By Grace Zigah
The Bank of Ghana has voted unanimously to maintain its benchmark Monetary Policy Rate (MPR) at 28.0 percent, citing a cautiously optimistic domestic outlook tempered by global uncertainties.
The decision was taken at the 124th Monetary Policy Committee (MPC) meeting held from May 21 to 23, 2025, and marks a continuation of the central bank’s strategy to anchor inflation and preserve macroeconomic stability amid external volatility.
In a significant complementary move, the Bank announced an amendment to the Dynamic Cash Reserve Ratio (CRR) policy.
Effective June 5, 2025, banks are now required to hold reserve requirements in the same currency as the deposit—foreign reserves for foreign currency deposits and domestic currency for cedi deposits.
This marks a strategic shift to reinforce exchange rate stability and improve currency management.
Economic Background
This decision comes in the backdrop of Ghana’s continued recovery under the IMF’s Extended Credit Facility (ECF) programme.
The economy has been making steady gains in fiscal consolidation, reserve accumulation, and exchange rate stability since the challenging periods of high inflation and a debt restructuring programme in 2023–2024.
Inflation has been on a declining trend for four consecutive months, though it remains elevated.
The consumer price index (CPI) shows food inflation fell from 28.1% in February to 25.0% in April, while non-food inflation declined to 17.9% over the same period.
These trends have helped reduce inflation expectations and eased demand-side pressures, according to MPC members.
Global Concerns
The Committee noted that global economic uncertainty, particularly stemming from evolving U.S. trade policy, is weighing on world growth prospects.
Tensions between the U.S. and major trading partners, although eased slightly by a 90-day truce with China, have caused global disinflation to stall and raised concerns over prolonged restrictive financial conditions.
This has affected emerging markets, including Ghana, through trade disruptions and capital flow volatility.
MPC members emphasized that despite these headwinds, Ghana’s economy has shown resilience, underpinned by strong performance in the external sector, stable currency, and improving investor sentiment.
International reserves have reached $10.7 billion, providing 4.7 months of import cover, largely due to robust gold and cocoa exports and healthy remittance inflows.

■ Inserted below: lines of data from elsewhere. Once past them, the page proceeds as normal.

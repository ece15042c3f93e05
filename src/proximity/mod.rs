// SPDX-FileCopyrightText: 2025 Semiotic AI, Inc.
//
// SPDX-License-Identifier: Apache-2.0

//! Secondary geospatial index for radius lookups
//!
//! A [`ProximityIndex`] answers "which known points lie within this distance
//! of a coordinate" without going back to the primary spatial store. Two
//! implementations are provided:
//!
//! - [`GridIndex`]: In-process index bucketing points into fixed-size
//!   latitude/longitude cells
//! - `RedisGeoIndex` (feature `redis`): Redis GEO sorted set
//!
//! # Examples
//!
//! ```rust
//! use geocache::{DistanceUnit, GeoPoint, GridIndex, ProximityIndex, RadiusQuery};
//!
//! # tokio::runtime::Builder::new_current_thread().build().unwrap().block_on(async {
//! let index = GridIndex::new();
//! index.insert(GeoPoint::new("stl", -90.199, 38.627)).await.unwrap();
//! index.insert(GeoPoint::new("kc", -94.578, 39.099)).await.unwrap();
//!
//! let query = RadiusQuery::new(-90.2, 38.6, 50.0, DistanceUnit::Kilometers);
//! let found = index.radius_query(&query).await.unwrap();
//! assert_eq!(found.len(), 1);
//! assert_eq!(found[0].id, "stl");
//! # });
//! ```

use async_trait::async_trait;

use crate::errors::ProximityError;
use crate::types::geo::{GeoPoint, ProximityResult, RadiusQuery};

mod grid;
#[cfg(feature = "redis")]
mod redis;

pub use grid::GridIndex;
#[cfg(feature = "redis")]
pub use redis::RedisGeoIndex;

/// Trait for proximity index backends
///
/// # Consistency
///
/// Each id maps to at most one coordinate pair. Concurrent inserts of one id
/// resolve last-writer-wins, and a query running alongside an insert sees the
/// point either before or after it, never a mix.
///
/// # Error Handling
///
/// Only caller mistakes are returned as errors. A backend that cannot be
/// reached is logged and reported as `Ok(false)`, an empty result, `false`
/// or `0`.
#[async_trait]
pub trait ProximityIndex: Send + Sync {
    /// Adds a point, replacing any coordinates previously stored for its id
    ///
    /// Returns `Ok(false)` if the backend could not take the write.
    async fn insert(&self, point: GeoPoint) -> Result<bool, ProximityError>;

    /// Returns every point within `query.radius` of the center, nearest first
    ///
    /// The radius is inclusive, distances are in `query.unit`, ties are broken
    /// by id and the result is truncated to `query.max_results`.
    ///
    /// # Errors
    ///
    /// Returns [`ProximityError::InvalidRadius`] for a negative or non-finite
    /// radius.
    async fn radius_query(&self, query: &RadiusQuery)
        -> Result<Vec<ProximityResult>, ProximityError>;

    /// Removes a point; returns whether it was present
    async fn remove(&self, id: &str) -> bool;

    /// Number of indexed points
    async fn len(&self) -> usize;

    /// `true` when no points are indexed
    async fn is_empty(&self) -> bool {
        self.len().await == 0
    }

    /// Reports whether the backend is reachable
    async fn health_check(&self) -> bool;

    /// Returns a human-readable name for this backend
    fn name(&self) -> &'static str;
}

/// Validates the radius of `query`
pub(crate) fn check_radius(query: &RadiusQuery) -> Result<(), ProximityError> {
    if query.has_valid_radius() {
        Ok(())
    } else {
        Err(ProximityError::InvalidRadius {
            radius: query.radius,
        })
    }
}

/// Orders results by ascending distance, then id, and applies the limit
pub(crate) fn finish_results(
    mut results: Vec<ProximityResult>,
    max_results: Option<usize>,
) -> Vec<ProximityResult> {
    results.sort_by(|a, b| {
        a.distance
            .total_cmp(&b.distance)
            .then_with(|| a.id.cmp(&b.id))
    });
    if let Some(max_results) = max_results {
        results.truncate(max_results);
    }
    results
}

Domestic Recovery Strengthens
Members highlighted improved domestic economic activity, citing high-frequency indicators such as the Composite Index of Economic Activity (CIEA) and the Purchasing Managers’ Index (PMI).
Both suggest robust growth momentum supported by growing business confidence and consumer optimism.
The Ghana Reference Rate, which guides lending in the banking sector, declined from 29.3% in December 2024 to 23.9% in April 2025, signaling easing credit conditions.
While private sector credit growth is gradually picking up, some concerns linger around the quality of bank assets, particularly non-performing loans (NPLs).
Though marginally improved, NPLs remain elevated, prompting calls from the Committee for strengthened risk management practices and recapitalization efforts for undercapitalized banks.
Despite progress in inflation management, members were unanimous in their caution.
Inflation remains above 20.0 percent, and the end-2025 target of 12.0 percent remains distant.
Members noted upside risks from potential utility tariff hikes, global food price pressures due to climate events, and residual effects of global economic instability.
All six MPC members advocated for holding the policy rate steady to “anchor inflation expectations”, allow disinflation to continue, and consolidate macroeconomic gains.
They concurred that a tight policy stance remains critical to bring inflation down to the medium-term target.
Policy Continuity Amid Recovery
In summary, the May 2025 MPC decision reflects a strategic balancing act. While recognizing improved domestic fundamentals—strong reserves, currency appreciation, and a rebound in confidence—the Committee remains focused on maintaining policy tightness to support inflation reduction and macroeconomic stability.
The MPC’s next decision will be published after its July 2025 meetings, with markets likely to watch closely for further signs of easing inflation and the trajectory of global financial conditions.